Source data
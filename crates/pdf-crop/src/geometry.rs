//! Page-space geometry and the pan/zoom view transform
//!
//! Page space is the pixel grid of the rasterized preview: origin at the
//! top-left corner, y growing downwards. View space is the same plane as drawn
//! on screen, after panning and zooming.

use crate::constants::{MAX_ZOOM, MIN_ZOOM};
use crate::types::CropError;

#[derive(Debug, Clone, Copy, PartialEq, Default)]
pub struct Point {
    pub x: f64,
    pub y: f64,
}

impl Point {
    pub fn new(x: f64, y: f64) -> Self {
        Self { x, y }
    }

    /// Clamp into `[0, size.width] x [0, size.height]`
    pub fn clamped(self, size: Size) -> Self {
        Self {
            x: self.x.max(0.0).min(size.width),
            y: self.y.max(0.0).min(size.height),
        }
    }
}

#[derive(Debug, Clone, Copy, PartialEq, Default)]
pub struct Size {
    pub width: f64,
    pub height: f64,
}

impl Size {
    pub fn new(width: f64, height: f64) -> Self {
        Self { width, height }
    }

    pub fn is_empty(&self) -> bool {
        self.width <= 0.0 || self.height <= 0.0
    }
}

/// An axis-aligned crop rectangle in page space.
///
/// Always satisfies `left < right` and `top < bottom`; constructors return
/// `None` instead of building a degenerate rectangle.
#[derive(Debug, Clone, Copy, PartialEq)]
#[cfg_attr(
    feature = "serde",
    derive(serde::Serialize, serde::Deserialize),
    serde(try_from = "[f64; 4]", into = "[f64; 4]")
)]
pub struct CropRect {
    left: f64,
    top: f64,
    right: f64,
    bottom: f64,
}

impl CropRect {
    pub fn new(left: f64, top: f64, right: f64, bottom: f64) -> Option<Self> {
        let finite = [left, top, right, bottom].iter().all(|v| v.is_finite());
        if finite && left < right && top < bottom {
            Some(Self {
                left,
                top,
                right,
                bottom,
            })
        } else {
            None
        }
    }

    /// Rectangle spanned by two opposite corners, in any order
    pub fn from_corners(a: Point, b: Point) -> Option<Self> {
        Self::new(a.x.min(b.x), a.y.min(b.y), a.x.max(b.x), a.y.max(b.y))
    }

    pub fn left(&self) -> f64 {
        self.left
    }

    pub fn top(&self) -> f64 {
        self.top
    }

    pub fn right(&self) -> f64 {
        self.right
    }

    pub fn bottom(&self) -> f64 {
        self.bottom
    }

    pub fn width(&self) -> f64 {
        self.right - self.left
    }

    pub fn height(&self) -> f64 {
        self.bottom - self.top
    }

    pub fn size(&self) -> Size {
        Size::new(self.width(), self.height())
    }

    pub fn top_left(&self) -> Point {
        Point::new(self.left, self.top)
    }

    pub fn bottom_right(&self) -> Point {
        Point::new(self.right, self.bottom)
    }

    pub fn contains(&self, p: Point) -> bool {
        p.x >= self.left && p.x <= self.right && p.y >= self.top && p.y <= self.bottom
    }

    pub fn translated(&self, dx: f64, dy: f64) -> Self {
        Self {
            left: self.left + dx,
            top: self.top + dy,
            right: self.right + dx,
            bottom: self.bottom + dy,
        }
    }

    /// Same size, moved so its top-left corner sits at `origin`
    pub fn moved_to(&self, origin: Point) -> Self {
        self.translated(origin.x - self.left, origin.y - self.top)
    }

    /// Intersection with `[0, size.width] x [0, size.height]`
    pub fn clipped_to(&self, size: Size) -> Option<Self> {
        Self::new(
            self.left.max(0.0),
            self.top.max(0.0),
            self.right.min(size.width),
            self.bottom.min(size.height),
        )
    }

    /// Move (not resize) the rectangle so it lies inside `size` where it fits
    pub fn shifted_into(&self, size: Size) -> Self {
        let dx = (-self.left).max(0.0).min(size.width - self.right).max(-self.left);
        let dy = (-self.top).max(0.0).min(size.height - self.bottom).max(-self.top);
        self.translated(dx, dy)
    }
}

impl TryFrom<[f64; 4]> for CropRect {
    type Error = CropError;

    fn try_from(edges: [f64; 4]) -> Result<Self, Self::Error> {
        let [left, top, right, bottom] = edges;
        Self::new(left, top, right, bottom).ok_or_else(|| {
            CropError::Config(format!(
                "degenerate rectangle [{left}, {top}, {right}, {bottom}]"
            ))
        })
    }
}

impl From<CropRect> for [f64; 4] {
    fn from(rect: CropRect) -> Self {
        [rect.left, rect.top, rect.right, rect.bottom]
    }
}

/// Pan/zoom mapping between page space and view space.
///
/// `view = pan + page * zoom`, so `pan` is where the page origin lands in
/// view space.
#[derive(Debug, Clone, Copy, PartialEq)]
pub struct Transform {
    pan: Point,
    zoom: f64,
}

impl Default for Transform {
    fn default() -> Self {
        Self {
            pan: Point::default(),
            zoom: 1.0,
        }
    }
}

impl Transform {
    pub fn new(pan: Point, zoom: f64) -> Self {
        Self {
            pan,
            zoom: clamp_zoom(zoom),
        }
    }

    /// Fit `content` inside `viewport`, centered, preserving aspect ratio
    pub fn fit(content: Size, viewport: Size) -> Self {
        if content.is_empty() || viewport.is_empty() {
            return Self::default();
        }
        let zoom = clamp_zoom((viewport.width / content.width).min(viewport.height / content.height));
        let pan = Point::new(
            (viewport.width - content.width * zoom) / 2.0,
            (viewport.height - content.height * zoom) / 2.0,
        );
        Self { pan, zoom }
    }

    pub fn pan(&self) -> Point {
        self.pan
    }

    pub fn zoom(&self) -> f64 {
        self.zoom
    }

    pub fn page_to_view(&self, p: Point) -> Point {
        Point::new(self.pan.x + p.x * self.zoom, self.pan.y + p.y * self.zoom)
    }

    pub fn view_to_page(&self, v: Point) -> Point {
        Point::new((v.x - self.pan.x) / self.zoom, (v.y - self.pan.y) / self.zoom)
    }

    /// Convert a view-space length into page units
    pub fn view_len_to_page(&self, len: f64) -> f64 {
        len / self.zoom
    }

    /// Corners (top-left, bottom-right) of a rectangle in view space
    pub fn rect_to_view(&self, rect: &CropRect) -> (Point, Point) {
        (
            self.page_to_view(rect.top_left()),
            self.page_to_view(rect.bottom_right()),
        )
    }

    pub fn pan_by(&mut self, dx: f64, dy: f64) {
        self.pan.x += dx;
        self.pan.y += dy;
    }

    /// Zoom by `factor` keeping the page point under `anchor` (view space) fixed
    pub fn zoom_about(&mut self, anchor: Point, factor: f64) {
        let fixed = self.view_to_page(anchor);
        self.zoom = clamp_zoom(self.zoom * factor);
        self.pan = Point::new(anchor.x - fixed.x * self.zoom, anchor.y - fixed.y * self.zoom);
    }
}

fn clamp_zoom(zoom: f64) -> f64 {
    if zoom.is_finite() {
        zoom.max(MIN_ZOOM).min(MAX_ZOOM)
    } else {
        1.0
    }
}

#[cfg(test)]
mod tests {
    use super::*;

    #[test]
    fn test_rect_rejects_degenerate() {
        assert!(CropRect::new(10.0, 10.0, 10.0, 20.0).is_none());
        assert!(CropRect::new(10.0, 20.0, 30.0, 20.0).is_none());
        assert!(CropRect::new(30.0, 10.0, 10.0, 20.0).is_none());
        assert!(CropRect::new(f64::NAN, 0.0, 1.0, 1.0).is_none());
        assert!(CropRect::new(0.0, 0.0, 1.0, 1.0).is_some());
    }

    #[test]
    fn test_from_corners_normalizes() {
        let rect = CropRect::from_corners(Point::new(50.0, 80.0), Point::new(10.0, 20.0)).unwrap();
        assert_eq!(rect.left(), 10.0);
        assert_eq!(rect.top(), 20.0);
        assert_eq!(rect.right(), 50.0);
        assert_eq!(rect.bottom(), 80.0);
    }

    #[test]
    fn test_clipped_to_bounds() {
        let rect = CropRect::new(-10.0, 5.0, 120.0, 50.0).unwrap();
        let clipped = rect.clipped_to(Size::new(100.0, 100.0)).unwrap();
        assert_eq!(<[f64; 4]>::from(clipped), [0.0, 5.0, 100.0, 50.0]);

        let outside = CropRect::new(150.0, 150.0, 160.0, 160.0).unwrap();
        assert!(outside.clipped_to(Size::new(100.0, 100.0)).is_none());
    }

    #[test]
    fn test_shifted_into_keeps_size() {
        let rect = CropRect::new(90.0, -5.0, 110.0, 15.0).unwrap();
        let shifted = rect.shifted_into(Size::new(100.0, 100.0));
        assert_eq!(<[f64; 4]>::from(shifted), [80.0, 0.0, 100.0, 20.0]);
    }

    #[test]
    fn test_fit_centers_content() {
        let t = Transform::fit(Size::new(100.0, 200.0), Size::new(400.0, 400.0));
        assert_eq!(t.zoom(), 2.0);
        assert_eq!(t.pan(), Point::new(100.0, 0.0));
    }

    #[test]
    fn test_zoom_about_keeps_anchor_fixed() {
        let mut t = Transform::new(Point::new(12.0, -7.0), 1.3);
        let anchor = Point::new(200.0, 150.0);
        let before = t.view_to_page(anchor);
        t.zoom_about(anchor, 1.15);
        let after = t.view_to_page(anchor);
        assert!((before.x - after.x).abs() < 1e-9);
        assert!((before.y - after.y).abs() < 1e-9);
    }
}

» **Task statement**
Out of the data above, return each line where the word "Option" can be found.

» **Answer to this exercise**
    pub fn new(left: f64, top: f64, right: f64, bottom: f64) -> Option<Self> {
    pub fn from_corners(a: Point, b: Point) -> Option<Self> {
    pub fn clipped_to(&self, size: Size) -> Option<Self> {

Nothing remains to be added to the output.